Aim of the task
Find every line containing the word "exists" in the records below; report only how many there are.

--------------------------------

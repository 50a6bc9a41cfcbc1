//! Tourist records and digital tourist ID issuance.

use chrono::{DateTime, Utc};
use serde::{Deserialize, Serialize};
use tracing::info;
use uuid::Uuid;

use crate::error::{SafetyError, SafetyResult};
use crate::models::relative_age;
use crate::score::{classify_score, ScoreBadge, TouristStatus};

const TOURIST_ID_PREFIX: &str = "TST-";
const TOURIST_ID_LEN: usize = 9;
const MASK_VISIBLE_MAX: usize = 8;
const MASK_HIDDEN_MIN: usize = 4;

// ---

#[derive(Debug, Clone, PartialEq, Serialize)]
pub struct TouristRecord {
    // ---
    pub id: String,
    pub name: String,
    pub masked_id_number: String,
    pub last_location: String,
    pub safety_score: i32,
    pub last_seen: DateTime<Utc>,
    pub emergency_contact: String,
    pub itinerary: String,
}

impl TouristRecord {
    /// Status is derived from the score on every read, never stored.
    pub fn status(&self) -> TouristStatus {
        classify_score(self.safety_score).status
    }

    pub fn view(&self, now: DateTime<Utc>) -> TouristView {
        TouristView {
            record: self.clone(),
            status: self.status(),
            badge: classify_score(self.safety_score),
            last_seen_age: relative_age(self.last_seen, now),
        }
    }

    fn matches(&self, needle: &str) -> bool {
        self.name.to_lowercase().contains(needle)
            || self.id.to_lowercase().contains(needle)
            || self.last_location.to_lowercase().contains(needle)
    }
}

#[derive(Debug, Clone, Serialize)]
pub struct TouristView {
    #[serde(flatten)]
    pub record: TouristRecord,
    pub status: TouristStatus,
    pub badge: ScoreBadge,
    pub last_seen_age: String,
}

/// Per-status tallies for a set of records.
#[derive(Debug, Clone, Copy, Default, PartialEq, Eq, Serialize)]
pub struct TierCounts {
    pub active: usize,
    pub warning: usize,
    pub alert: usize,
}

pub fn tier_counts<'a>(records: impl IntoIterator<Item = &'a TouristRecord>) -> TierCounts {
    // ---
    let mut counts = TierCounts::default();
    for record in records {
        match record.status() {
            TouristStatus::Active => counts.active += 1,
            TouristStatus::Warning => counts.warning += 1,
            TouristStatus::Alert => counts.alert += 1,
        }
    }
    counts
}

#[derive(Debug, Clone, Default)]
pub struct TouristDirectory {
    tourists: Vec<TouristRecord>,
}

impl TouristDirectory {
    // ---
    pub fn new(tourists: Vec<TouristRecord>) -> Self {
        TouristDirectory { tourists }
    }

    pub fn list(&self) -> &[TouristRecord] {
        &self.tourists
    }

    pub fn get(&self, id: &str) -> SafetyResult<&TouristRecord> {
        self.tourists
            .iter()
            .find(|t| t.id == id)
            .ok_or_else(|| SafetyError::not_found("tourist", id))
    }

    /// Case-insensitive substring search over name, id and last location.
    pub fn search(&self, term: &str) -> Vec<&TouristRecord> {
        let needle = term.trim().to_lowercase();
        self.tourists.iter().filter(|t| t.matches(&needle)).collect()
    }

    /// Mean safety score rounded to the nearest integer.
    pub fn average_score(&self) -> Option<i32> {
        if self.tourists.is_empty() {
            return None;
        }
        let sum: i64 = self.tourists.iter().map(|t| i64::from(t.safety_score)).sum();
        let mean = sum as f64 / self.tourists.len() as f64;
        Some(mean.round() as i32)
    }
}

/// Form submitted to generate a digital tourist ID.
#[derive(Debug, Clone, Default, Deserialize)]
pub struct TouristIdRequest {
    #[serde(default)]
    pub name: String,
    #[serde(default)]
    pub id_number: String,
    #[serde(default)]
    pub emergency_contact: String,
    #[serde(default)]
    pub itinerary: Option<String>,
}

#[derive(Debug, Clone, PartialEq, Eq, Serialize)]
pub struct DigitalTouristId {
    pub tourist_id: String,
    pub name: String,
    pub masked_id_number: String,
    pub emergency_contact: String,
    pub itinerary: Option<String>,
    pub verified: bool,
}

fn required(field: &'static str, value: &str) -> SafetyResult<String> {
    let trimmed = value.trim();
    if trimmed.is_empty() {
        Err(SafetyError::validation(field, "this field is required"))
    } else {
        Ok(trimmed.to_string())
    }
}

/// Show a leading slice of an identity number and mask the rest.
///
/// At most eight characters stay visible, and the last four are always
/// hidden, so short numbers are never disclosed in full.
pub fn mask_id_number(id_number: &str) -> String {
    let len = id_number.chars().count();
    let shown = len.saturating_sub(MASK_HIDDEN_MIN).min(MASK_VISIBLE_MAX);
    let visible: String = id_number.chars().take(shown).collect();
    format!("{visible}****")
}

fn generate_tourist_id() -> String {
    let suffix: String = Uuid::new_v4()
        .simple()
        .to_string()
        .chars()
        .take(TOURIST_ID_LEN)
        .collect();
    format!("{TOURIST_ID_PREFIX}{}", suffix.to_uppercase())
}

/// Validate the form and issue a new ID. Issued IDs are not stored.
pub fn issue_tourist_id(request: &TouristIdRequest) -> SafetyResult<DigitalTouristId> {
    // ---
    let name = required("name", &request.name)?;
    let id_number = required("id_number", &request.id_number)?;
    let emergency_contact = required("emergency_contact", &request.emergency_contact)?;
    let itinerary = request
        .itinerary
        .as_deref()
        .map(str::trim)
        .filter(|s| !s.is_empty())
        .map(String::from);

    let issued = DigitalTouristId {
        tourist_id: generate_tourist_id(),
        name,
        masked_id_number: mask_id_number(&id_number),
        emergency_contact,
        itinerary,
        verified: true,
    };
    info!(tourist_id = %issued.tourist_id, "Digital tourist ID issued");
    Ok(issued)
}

--------------------------------

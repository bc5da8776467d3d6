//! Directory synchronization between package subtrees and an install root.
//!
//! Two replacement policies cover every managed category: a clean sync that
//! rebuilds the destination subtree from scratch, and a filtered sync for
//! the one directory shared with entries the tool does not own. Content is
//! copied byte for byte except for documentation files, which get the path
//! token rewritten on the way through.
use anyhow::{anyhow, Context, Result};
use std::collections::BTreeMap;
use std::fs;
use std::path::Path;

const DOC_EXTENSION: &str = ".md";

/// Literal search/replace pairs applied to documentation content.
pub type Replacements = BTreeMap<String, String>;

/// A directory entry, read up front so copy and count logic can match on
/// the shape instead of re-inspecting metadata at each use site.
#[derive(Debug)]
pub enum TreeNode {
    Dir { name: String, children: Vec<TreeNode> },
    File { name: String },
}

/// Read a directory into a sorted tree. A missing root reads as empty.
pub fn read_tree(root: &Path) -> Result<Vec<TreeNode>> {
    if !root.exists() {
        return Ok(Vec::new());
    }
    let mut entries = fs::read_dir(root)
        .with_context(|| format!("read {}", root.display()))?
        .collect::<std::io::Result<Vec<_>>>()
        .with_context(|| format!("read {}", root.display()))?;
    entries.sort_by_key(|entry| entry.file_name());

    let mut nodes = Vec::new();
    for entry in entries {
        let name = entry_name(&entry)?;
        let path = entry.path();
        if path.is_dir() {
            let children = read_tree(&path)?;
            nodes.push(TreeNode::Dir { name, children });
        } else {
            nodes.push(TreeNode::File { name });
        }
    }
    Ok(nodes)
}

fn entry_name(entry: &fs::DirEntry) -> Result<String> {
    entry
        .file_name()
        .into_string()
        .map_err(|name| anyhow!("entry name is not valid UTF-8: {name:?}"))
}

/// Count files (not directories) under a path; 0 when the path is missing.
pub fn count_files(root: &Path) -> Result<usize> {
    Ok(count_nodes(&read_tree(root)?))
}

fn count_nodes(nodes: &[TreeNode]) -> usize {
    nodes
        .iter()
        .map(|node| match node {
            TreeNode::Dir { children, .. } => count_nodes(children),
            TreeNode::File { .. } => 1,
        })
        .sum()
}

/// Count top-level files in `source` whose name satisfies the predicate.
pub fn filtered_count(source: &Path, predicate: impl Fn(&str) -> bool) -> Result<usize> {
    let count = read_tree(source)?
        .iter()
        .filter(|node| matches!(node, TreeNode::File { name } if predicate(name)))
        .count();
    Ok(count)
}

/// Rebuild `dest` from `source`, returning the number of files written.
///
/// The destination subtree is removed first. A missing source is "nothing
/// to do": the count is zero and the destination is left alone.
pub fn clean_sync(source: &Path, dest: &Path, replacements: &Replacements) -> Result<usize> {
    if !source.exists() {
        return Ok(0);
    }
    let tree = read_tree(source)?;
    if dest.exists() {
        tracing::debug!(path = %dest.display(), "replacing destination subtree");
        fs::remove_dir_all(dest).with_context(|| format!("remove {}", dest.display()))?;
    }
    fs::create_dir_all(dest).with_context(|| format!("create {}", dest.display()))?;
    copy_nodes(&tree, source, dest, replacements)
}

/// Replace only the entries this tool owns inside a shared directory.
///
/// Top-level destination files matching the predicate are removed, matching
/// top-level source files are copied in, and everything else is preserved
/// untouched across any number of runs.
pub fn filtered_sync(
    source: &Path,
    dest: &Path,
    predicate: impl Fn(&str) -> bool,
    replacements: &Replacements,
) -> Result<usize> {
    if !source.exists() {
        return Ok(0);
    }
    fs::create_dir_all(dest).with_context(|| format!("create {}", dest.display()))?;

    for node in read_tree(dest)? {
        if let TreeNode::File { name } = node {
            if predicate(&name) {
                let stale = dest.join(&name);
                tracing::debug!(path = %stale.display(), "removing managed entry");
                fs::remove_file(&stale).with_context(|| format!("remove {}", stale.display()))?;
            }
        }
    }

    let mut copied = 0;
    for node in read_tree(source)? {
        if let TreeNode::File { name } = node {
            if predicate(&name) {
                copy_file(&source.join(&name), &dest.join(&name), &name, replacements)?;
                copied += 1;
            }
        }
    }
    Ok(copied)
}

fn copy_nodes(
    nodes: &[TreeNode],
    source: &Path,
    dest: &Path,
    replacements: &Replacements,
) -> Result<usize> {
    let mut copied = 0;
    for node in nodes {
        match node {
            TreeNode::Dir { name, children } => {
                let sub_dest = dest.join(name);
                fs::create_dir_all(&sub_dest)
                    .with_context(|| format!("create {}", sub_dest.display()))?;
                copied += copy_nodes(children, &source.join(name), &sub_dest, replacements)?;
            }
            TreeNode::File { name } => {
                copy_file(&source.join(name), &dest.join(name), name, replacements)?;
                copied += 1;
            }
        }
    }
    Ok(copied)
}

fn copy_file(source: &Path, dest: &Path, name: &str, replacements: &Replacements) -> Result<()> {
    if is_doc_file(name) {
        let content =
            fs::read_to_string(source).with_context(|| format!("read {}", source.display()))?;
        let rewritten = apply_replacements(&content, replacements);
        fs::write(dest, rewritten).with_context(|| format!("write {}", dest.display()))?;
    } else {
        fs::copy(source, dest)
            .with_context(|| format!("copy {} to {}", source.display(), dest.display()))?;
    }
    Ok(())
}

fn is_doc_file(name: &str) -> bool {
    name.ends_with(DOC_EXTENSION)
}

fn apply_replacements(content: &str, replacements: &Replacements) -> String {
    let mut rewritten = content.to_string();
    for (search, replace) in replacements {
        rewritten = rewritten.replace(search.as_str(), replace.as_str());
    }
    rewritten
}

--------------------------------

Exercise response
4